> **Exercise goal**: Which lines of the entries below include "catalogue"? List them all.

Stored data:

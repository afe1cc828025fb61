//! Code smell taxonomy.
//!
//! The closed vocabulary models must choose from: five categories from the
//! Refactoring Guru catalogue and the smell types that belong to each.
//! Values outside the vocabulary are kept as `Unclassified` so that model
//! creativity survives parsing without being mis-bucketed downstream.

use serde::{Deserialize, Serialize};
use std::fmt;

/// Smell category.
#[derive(Debug, Clone, PartialEq, Eq, PartialOrd, Ord, Hash, Serialize, Deserialize)]
#[serde(from = "String", into = "String")]
pub enum Category {
    Bloaters,
    ObjectOrientationAbusers,
    ChangePreventers,
    Dispensables,
    Couplers,
    /// A category name the model invented.
    Unclassified(String),
}

impl Category {
    /// All known categories, in catalogue order.
    pub const CANONICAL: [Category; 5] = [
        Category::Bloaters,
        Category::ObjectOrientationAbusers,
        Category::ChangePreventers,
        Category::Dispensables,
        Category::Couplers,
    ];

    /// Display name of the category.
    pub fn name(&self) -> &str {
        match self {
            Category::Bloaters => "Bloaters",
            Category::ObjectOrientationAbusers => "Object-Orientation Abusers",
            Category::ChangePreventers => "Change Preventers",
            Category::Dispensables => "Dispensables",
            Category::Couplers => "Couplers",
            Category::Unclassified(raw) => raw,
        }
    }

    /// Match a raw value against the vocabulary, ignoring case and punctuation.
    pub fn parse(raw: &str) -> Self {
        let key = vocab_key(raw);
        Self::CANONICAL
            .into_iter()
            .find(|c| vocab_key(c.name()) == key)
            .unwrap_or_else(|| Category::Unclassified(raw.trim().to_string()))
    }

    pub fn is_classified(&self) -> bool {
        !matches!(self, Category::Unclassified(_))
    }

    /// Smell types belonging to this category.
    pub fn smell_types(&self) -> Vec<SmellType> {
        SmellType::CANONICAL
            .into_iter()
            .filter(|t| t.category().as_ref() == Some(self))
            .collect()
    }
}

impl fmt::Display for Category {
    fn fmt(&self, f: &mut fmt::Formatter<'_>) -> fmt::Result {
        write!(f, "{}", self.name())
    }
}

impl From<String> for Category {
    fn from(s: String) -> Self {
        Category::parse(&s)
    }
}

impl From<Category> for String {
    fn from(c: Category) -> Self {
        c.name().to_string()
    }
}

/// Smell type.
///
/// Variant order is the canonical ranking order used to break ties.
#[derive(Debug, Clone, PartialEq, Eq, PartialOrd, Ord, Hash, Serialize, Deserialize)]
#[serde(from = "String", into = "String")]
pub enum SmellType {
    // Bloaters
    LongMethod,
    LargeClass,
    PrimitiveObsession,
    LongParameterList,
    DataClumps,
    // Object-Orientation Abusers
    SwitchStatements,
    TemporaryField,
    RefusedBequest,
    AlternativeClassesWithDifferentInterfaces,
    // Change Preventers
    DivergentChange,
    ShotgunSurgery,
    ParallelInheritanceHierarchies,
    // Dispensables
    Comments,
    DuplicateCode,
    LazyClass,
    DataClass,
    DeadCode,
    SpeculativeGenerality,
    // Couplers
    FeatureEnvy,
    InappropriateIntimacy,
    MessageChains,
    MiddleMan,
    /// A smell type the model invented.
    Unclassified(String),
}

impl SmellType {
    /// All known smell types, in canonical order.
    pub const CANONICAL: [SmellType; 22] = [
        SmellType::LongMethod,
        SmellType::LargeClass,
        SmellType::PrimitiveObsession,
        SmellType::LongParameterList,
        SmellType::DataClumps,
        SmellType::SwitchStatements,
        SmellType::TemporaryField,
        SmellType::RefusedBequest,
        SmellType::AlternativeClassesWithDifferentInterfaces,
        SmellType::DivergentChange,
        SmellType::ShotgunSurgery,
        SmellType::ParallelInheritanceHierarchies,
        SmellType::Comments,
        SmellType::DuplicateCode,
        SmellType::LazyClass,
        SmellType::DataClass,
        SmellType::DeadCode,
        SmellType::SpeculativeGenerality,
        SmellType::FeatureEnvy,
        SmellType::InappropriateIntimacy,
        SmellType::MessageChains,
        SmellType::MiddleMan,
    ];

    /// Display name of the smell type.
    pub fn name(&self) -> &str {
        match self {
            SmellType::LongMethod => "Long Method",
            SmellType::LargeClass => "Large Class",
            SmellType::PrimitiveObsession => "Primitive Obsession",
            SmellType::LongParameterList => "Long Parameter List",
            SmellType::DataClumps => "Data Clumps",
            SmellType::SwitchStatements => "Switch Statements",
            SmellType::TemporaryField => "Temporary Field",
            SmellType::RefusedBequest => "Refused Bequest",
            SmellType::AlternativeClassesWithDifferentInterfaces => {
                "Alternative Classes with Different Interfaces"
            }
            SmellType::DivergentChange => "Divergent Change",
            SmellType::ShotgunSurgery => "Shotgun Surgery",
            SmellType::ParallelInheritanceHierarchies => "Parallel Inheritance Hierarchies",
            SmellType::Comments => "Comments",
            SmellType::DuplicateCode => "Duplicate Code",
            SmellType::LazyClass => "Lazy Class",
            SmellType::DataClass => "Data Class",
            SmellType::DeadCode => "Dead Code",
            SmellType::SpeculativeGenerality => "Speculative Generality",
            SmellType::FeatureEnvy => "Feature Envy",
            SmellType::InappropriateIntimacy => "Inappropriate Intimacy",
            SmellType::MessageChains => "Message Chains",
            SmellType::MiddleMan => "Middle Man",
            SmellType::Unclassified(raw) => raw,
        }
    }

    /// The category a known smell type belongs to.
    pub fn category(&self) -> Option<Category> {
        use SmellType::*;
        let category = match self {
            LongMethod | LargeClass | PrimitiveObsession | LongParameterList | DataClumps => {
                Category::Bloaters
            }
            SwitchStatements
            | TemporaryField
            | RefusedBequest
            | AlternativeClassesWithDifferentInterfaces => Category::ObjectOrientationAbusers,
            DivergentChange | ShotgunSurgery | ParallelInheritanceHierarchies => {
                Category::ChangePreventers
            }
            Comments | DuplicateCode | LazyClass | DataClass | DeadCode
            | SpeculativeGenerality => Category::Dispensables,
            FeatureEnvy | InappropriateIntimacy | MessageChains | MiddleMan => Category::Couplers,
            Unclassified(_) => return None,
        };
        Some(category)
    }

    /// Match a raw value against the vocabulary, ignoring case and punctuation.
    pub fn parse(raw: &str) -> Self {
        let key = vocab_key(raw);
        Self::CANONICAL
            .into_iter()
            .find(|t| vocab_key(t.name()) == key)
            .unwrap_or_else(|| SmellType::Unclassified(raw.trim().to_string()))
    }

    pub fn is_classified(&self) -> bool {
        !matches!(self, SmellType::Unclassified(_))
    }
}

impl fmt::Display for SmellType {
    fn fmt(&self, f: &mut fmt::Formatter<'_>) -> fmt::Result {
        write!(f, "{}", self.name())
    }
}

impl From<String> for SmellType {
    fn from(s: String) -> Self {
        SmellType::parse(&s)
    }
}

impl From<SmellType> for String {
    fn from(t: SmellType) -> Self {
        t.name().to_string()
    }
}

/// Lower-cased alphanumerics only, so "long_method" and "Long-Method" agree.
fn vocab_key(s: &str) -> String {
    s.chars()
        .filter(char::is_ascii_alphanumeric)
        .map(|c| c.to_ascii_lowercase())
        .collect()
}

> **Response below**:
//! Refactoring Guru catalogue and the smell types that belong to each.
    /// All known categories, in catalogue order.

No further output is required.